--- PROBLEM DESCRIPTION ---
What is needed is the whole of the data, set down exactly.

--- EXERCISE INPUTS ---

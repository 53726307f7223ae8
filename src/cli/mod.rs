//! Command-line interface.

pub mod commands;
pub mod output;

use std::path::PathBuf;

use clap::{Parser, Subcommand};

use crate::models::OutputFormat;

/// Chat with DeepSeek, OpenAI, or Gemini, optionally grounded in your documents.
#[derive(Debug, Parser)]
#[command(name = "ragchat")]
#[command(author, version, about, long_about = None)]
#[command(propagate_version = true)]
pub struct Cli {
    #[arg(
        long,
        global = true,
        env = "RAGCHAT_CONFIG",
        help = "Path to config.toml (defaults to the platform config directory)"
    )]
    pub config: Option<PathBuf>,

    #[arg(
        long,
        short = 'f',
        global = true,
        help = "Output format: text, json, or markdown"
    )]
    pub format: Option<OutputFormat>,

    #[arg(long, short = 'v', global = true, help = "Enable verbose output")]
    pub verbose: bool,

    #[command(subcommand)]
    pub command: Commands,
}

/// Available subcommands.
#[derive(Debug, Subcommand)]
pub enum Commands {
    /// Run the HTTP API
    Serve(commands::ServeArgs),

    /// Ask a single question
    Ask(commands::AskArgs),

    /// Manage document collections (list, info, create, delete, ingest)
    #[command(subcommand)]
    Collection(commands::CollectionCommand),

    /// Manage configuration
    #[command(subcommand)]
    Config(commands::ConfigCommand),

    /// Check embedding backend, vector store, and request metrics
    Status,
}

--- WRITTEN SOLUTION ---
repository 53726307f7223ae8
filename src/cli/mod.rs
//! Command-line interface.

pub mod commands;
pub mod output;

use std::path::PathBuf;

use clap::{Parser, Subcommand};

use crate::models::OutputFormat;

/// Chat with DeepSeek, OpenAI, or Gemini, optionally grounded in your documents.
#[derive(Debug, Parser)]
#[command(name = "ragchat")]
#[command(author, version, about, long_about = None)]
#[command(propagate_version = true)]
pub struct Cli {
    #[arg(
        long,
        global = true,
        env = "RAGCHAT_CONFIG",
        help = "Path to config.toml (defaults to the platform config directory)"
    )]
    pub config: Option<PathBuf>,

    #[arg(
        long,
        short = 'f',
        global = true,
        help = "Output format: text, json, or markdown"
    )]
    pub format: Option<OutputFormat>,

    #[arg(long, short = 'v', global = true, help = "Enable verbose output")]
    pub verbose: bool,

    #[command(subcommand)]
    pub command: Commands,
}

/// Available subcommands.
#[derive(Debug, Subcommand)]
pub enum Commands {
    /// Run the HTTP API
    Serve(commands::ServeArgs),

    /// Ask a single question
    Ask(commands::AskArgs),

    /// Manage document collections (list, info, create, delete, ingest)
    #[command(subcommand)]
    Collection(commands::CollectionCommand),

    /// Manage configuration
    #[command(subcommand)]
    Config(commands::ConfigCommand),

    /// Check embedding backend, vector store, and request metrics
    Status,
}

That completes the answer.